■ Exercise goal
Below are the records; pull every line that includes "usize".

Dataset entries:
- - -

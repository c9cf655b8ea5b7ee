use std::path::Path;

use indexmap::IndexMap;

use crate::catalog;
use crate::cif::{
    BLOCK_SEPARATOR, LOOP_MARKER, LoopBlock, LoopTable, PLACEHOLDER, quote_value, require_line,
};
use crate::error::AugmentError;
use crate::fs_util::{read_lines, split_lines, write_lines};

pub const SOFTWARE_ANCHOR: &str = "_software.classification";
pub const AUTHOR_ANCHOR: &str = "_audit_author.pdbx_ordinal";

#[derive(Debug, Clone, Copy, PartialEq, Eq)]
pub struct Curator {
    pub name: &'static str,
    pub orcid: &'static str,
    pub address: &'static str,
}

const CURATOR_ADDRESS: &str = "Department of Molecular Biology and Biophysics University of Connecticut Health Center 263 Farmington Ave, Farmington CT 06030";

pub const CURATORS: [Curator; 3] = [
    Curator {
        name: "Craft, D. Levi",
        orcid: "0000-0003-3077-3402",
        address: CURATOR_ADDRESS,
    },
    Curator {
        name: "Schuyler, Adam D.",
        orcid: "0000-0001-7583-899X",
        address: CURATOR_ADDRESS,
    },
    Curator {
        name: "Gryk, Michael R.",
        orcid: "0000-0002-3483-8384",
        address: CURATOR_ADDRESS,
    },
];

pub fn rewrite_software_block(path: &Path, predictors: &[i64]) -> Result<(), AugmentError> {
    let lines = read_lines(path)?;
    let spliced = splice_software(&lines, predictors)?;
    write_lines(path, &spliced)
}

pub fn rewrite_author_block(path: &Path) -> Result<(), AugmentError> {
    let lines = read_lines(path)?;
    let spliced = splice_authors(&lines)?;
    write_lines(path, &spliced)
}

/// Appends one `_software` row per catalogued predictor. Only the lines of
/// the software loop change.
pub fn splice_software(lines: &[String], predictors: &[i64]) -> Result<Vec<String>, AugmentError> {
    let anchor = require_line(lines, 0, SOFTWARE_ANCHOR)?;
    let stop = require_line(lines, anchor, BLOCK_SEPARATOR)?;
    let start = first_label(lines, anchor, "_software.");
    let (table, _) = LoopTable::read(&lines[..stop], start)?;

    let mut rows = table_rows(&table);
    for info in predictors.iter().filter_map(|id| catalog::predictor(*id)) {
        let mut row = IndexMap::new();
        for label in table.labels() {
            let existing = rows
                .values()
                .filter_map(|row| row.get(label))
                .collect::<Vec<_>>();
            let value = match attribute(label).as_str() {
                "type" => "package".to_string(),
                "pdbx_ordinal" => next_ordinal(&existing),
                "description" => "\"Chemical shift prediction\"".to_string(),
                "name" => info.name.to_string(),
                "version" => info.version.to_string(),
                _ => uniform_value(&existing).unwrap_or_else(|| PLACEHOLDER.to_string()),
            };
            row.insert(label.clone(), value);
        }
        rows.insert(rows.len(), row);
    }

    let block = LoopBlock::from_rows("_software", &rows)?;
    Ok(replace_region(lines, region_start(lines, start), stop, &block))
}

/// Adds ORCID and address columns to `_audit_author` and appends the
/// curators with continuing ordinals.
pub fn splice_authors(lines: &[String]) -> Result<Vec<String>, AugmentError> {
    let anchor = require_line(lines, 0, AUTHOR_ANCHOR)?;
    let stop = require_line(lines, anchor, BLOCK_SEPARATOR)?;
    let start = first_label(lines, anchor, "_audit_author.");
    let (table, _) = LoopTable::read(&lines[..stop], start)?;

    let mut labels = table.labels().to_vec();
    for extra in ["_audit_author.ORCID", "_audit_author.address"] {
        if !labels.iter().any(|label| label.eq_ignore_ascii_case(extra)) {
            labels.push(extra.to_string());
        }
    }

    let mut rows: IndexMap<usize, IndexMap<String, String>> = IndexMap::new();
    for (idx, values) in table.rows().iter().enumerate() {
        let row = labels
            .iter()
            .enumerate()
            .map(|(column, label)| {
                let value = values
                    .get(column)
                    .cloned()
                    .unwrap_or_else(|| PLACEHOLDER.to_string());
                (label.clone(), value)
            })
            .collect();
        rows.insert(idx, row);
    }

    let ordinal_label = labels
        .iter()
        .find(|label| attribute(label) == "pdbx_ordinal")
        .cloned()
        .unwrap_or_else(|| AUTHOR_ANCHOR.to_string());
    for curator in CURATORS {
        let existing = rows
            .values()
            .filter_map(|row| row.get(&ordinal_label))
            .collect::<Vec<_>>();
        let ordinal = next_ordinal(&existing);
        let row = labels
            .iter()
            .map(|label| {
                let value = match attribute(label).as_str() {
                    "name" => quote_value(curator.name),
                    "pdbx_ordinal" => ordinal.clone(),
                    "orcid" => curator.orcid.to_string(),
                    "address" => quote_value(curator.address),
                    _ => PLACEHOLDER.to_string(),
                };
                (label.clone(), value)
            })
            .collect();
        rows.insert(rows.len(), row);
    }

    let block = LoopBlock::from_rows("_audit_author", &rows)?;
    Ok(replace_region(lines, region_start(lines, start), stop, &block))
}

fn table_rows(table: &LoopTable) -> IndexMap<usize, IndexMap<String, String>> {
    table
        .rows()
        .iter()
        .enumerate()
        .map(|(idx, values)| {
            let row = table
                .labels()
                .iter()
                .cloned()
                .zip(values.iter().cloned())
                .collect();
            (idx, row)
        })
        .collect()
}

fn attribute(label: &str) -> String {
    label
        .split_once('.')
        .map(|(_, name)| name.to_ascii_lowercase())
        .unwrap_or_default()
}

fn uniform_value(values: &[&String]) -> Option<String> {
    let first = values.first()?;
    values
        .iter()
        .all(|value| value == first)
        .then(|| (*first).clone())
}

fn next_ordinal(values: &[&String]) -> String {
    values
        .last()
        .and_then(|value| value.parse::<i64>().ok())
        .map(|last| last + 1)
        .unwrap_or(values.len() as i64 + 1)
        .to_string()
}

/// The `loop_` line belongs to the region when it directly precedes the
/// first label.
/// Walks back from `anchor` to the first label of its category.
fn first_label(lines: &[String], anchor: usize, prefix: &str) -> usize {
    let mut first = anchor;
    while first > 0 && lines[first - 1].trim().starts_with(prefix) {
        first -= 1;
    }
    first
}

fn region_start(lines: &[String], first: usize) -> usize {
    if first > 0 && lines[first - 1].trim_end() == LOOP_MARKER {
        first - 1
    } else {
        first
    }
}

fn replace_region(lines: &[String], start: usize, stop: usize, block: &LoopBlock) -> Vec<String> {
    let mut out = Vec::with_capacity(lines.len() + block.rows().len());
    out.extend_from_slice(&lines[..start]);
    let opened = start > 0 && lines[start - 1].trim_end() == BLOCK_SEPARATOR;
    if !opened {
        out.push(format!("{BLOCK_SEPARATOR}\n"));
    }
    out.extend(split_lines(&block.render()));
    out.extend_from_slice(&lines[stop..]);
    out
}

#[cfg(test)]
mod tests {
    use super::*;

    fn lines(text: &str) -> Vec<String> {
        split_lines(text)
    }

    #[test]
    fn ordinal_continues_from_last_value() {
        let a = "1".to_string();
        let b = "2".to_string();
        assert_eq!(next_ordinal(&[&a, &b]), "3");
        assert_eq!(next_ordinal(&[]), "1");
    }

    #[test]
    fn single_row_software_loop_still_gets_catalogue_names() {
        let input = lines(
            "#\nloop_\n_software.classification\n_software.name\n_software.pdbx_ordinal\n_software.type\n_software.version\nother AlphaFold 1 package v2.0\n#\n",
        );
        let out = splice_software(&input, &[2]).unwrap();
        let text = out.concat();
        assert!(text.contains("other AlphaFold 1 package v2.0       \n"));
        assert!(text.contains("other SHIFTX2   2 package \"Ver 1.10A\"\n"));
    }
}
//! Calculation-tree handlers

use axum::{
    extract::{Path, State},
    http::StatusCode,
    Json,
};
use serde::Deserialize;
use validator::Validate;

use crate::handlers::ApiResponse;
use crate::middleware::auth::CurrentUser;
use crate::AppState;
use calctree_common::{
    calc::CalculationTreeNode,
    db::models::{Calculation, Operation},
    errors::{AppError, Result},
};

#[derive(Debug, Deserialize, Validate)]
pub struct StartCalculationRequest {
    #[validate(range(min = -1_000_000.0, max = 1_000_000.0))]
    pub operand: f64,
}

#[derive(Debug, Deserialize, Validate)]
pub struct AddOperationRequest {
    pub operation: Operation,

    #[validate(range(min = -1_000_000.0, max = 1_000_000.0))]
    pub operand: f64,
}

/// Only the four arithmetic symbols may be attached to a parent
fn ensure_arithmetic(operation: Operation) -> Result<()> {
    if matches!(operation, Operation::Start) {
        return Err(AppError::InvalidOperation {
            operation: operation.symbol().to_string(),
        });
    }
    Ok(())
}

/// Fetch the whole forest as nested trees (public, no auth required)
pub async fn get_calculations(
    State(state): State<AppState>,
) -> Result<Json<ApiResponse<Vec<CalculationTreeNode>>>> {
    let forest = state.calc.forest().await?;

    Ok(Json(ApiResponse::new(
        forest,
        "Calculations fetched successfully",
    )))
}

/// Create a starting number (auth required)
pub async fn create_starting_number(
    State(state): State<AppState>,
    user: CurrentUser,
    Json(request): Json<StartCalculationRequest>,
) -> Result<(StatusCode, Json<ApiResponse<Calculation>>)> {
    request.validate().map_err(|e| AppError::Validation {
        message: e.to_string(),
        field: None,
    })?;

    let node = state.calc.start_calculation(user.id, request.operand).await?;

    Ok((
        StatusCode::CREATED,
        Json(ApiResponse::new(node, "Starting number created successfully")),
    ))
}

/// Attach an operation to an existing calculation (auth required)
pub async fn add_operation(
    State(state): State<AppState>,
    user: CurrentUser,
    Path(parent_id): Path<i64>,
    Json(request): Json<AddOperationRequest>,
) -> Result<(StatusCode, Json<ApiResponse<Calculation>>)> {
    request.validate().map_err(|e| AppError::Validation {
        message: e.to_string(),
        field: None,
    })?;
    ensure_arithmetic(request.operation)?;

    let node = state
        .calc
        .reply_with_operation(parent_id, user.id, request.operation, request.operand)
        .await?;

    Ok((
        StatusCode::CREATED,
        Json(ApiResponse::new(node, "Operation added successfully")),
    ))
}

#[cfg(test)]
mod tests {
    use super::*;

    #[test]
    fn test_reply_body_parses_symbols() {
        let request: AddOperationRequest =
            serde_json::from_str(r#"{"operation": "/", "operand": 3}"#).unwrap();
        assert_eq!(request.operation, Operation::Divide);
        assert_eq!(request.operand, 3.0);
        assert!(request.validate().is_ok());
    }

    #[test]
    fn test_reply_body_rejects_unknown_symbol() {
        assert!(serde_json::from_str::<AddOperationRequest>(
            r#"{"operation": "^", "operand": 2}"#
        )
        .is_err());
    }

    #[test]
    fn test_operand_range_is_validated_at_the_boundary() {
        let request: StartCalculationRequest =
            serde_json::from_str(r#"{"operand": 1000001}"#).unwrap();
        assert!(request.validate().is_err());

        let request: StartCalculationRequest =
            serde_json::from_str(r#"{"operand": -1000000}"#).unwrap();
        assert!(request.validate().is_ok());
    }

    #[test]
    fn test_start_symbol_is_not_a_reply_operation() {
        let request: AddOperationRequest =
            serde_json::from_str(r#"{"operation": "start", "operand": 5}"#).unwrap();
        assert!(matches!(
            ensure_arithmetic(request.operation),
            Err(AppError::InvalidOperation { .. })
        ));

        for op in [
            Operation::Add,
            Operation::Subtract,
            Operation::Multiply,
            Operation::Divide,
        ] {
            assert!(ensure_arithmetic(op).is_ok());
        }
    }

    #[test]
    fn test_non_finite_operand_is_rejected_by_serde() {
        assert!(serde_json::from_str::<StartCalculationRequest>(r#"{"operand": NaN}"#).is_err());
    }
}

- - -

■ Output below
    let mut rows: IndexMap<usize, IndexMap<String, String>> = IndexMap::new();
fn table_rows(table: &LoopTable) -> IndexMap<usize, IndexMap<String, String>> {
fn first_label(lines: &[String], anchor: usize, prefix: &str) -> usize {
fn region_start(lines: &[String], first: usize) -> usize {
fn replace_region(lines: &[String], start: usize, stop: usize, block: &LoopBlock) -> Vec<String> {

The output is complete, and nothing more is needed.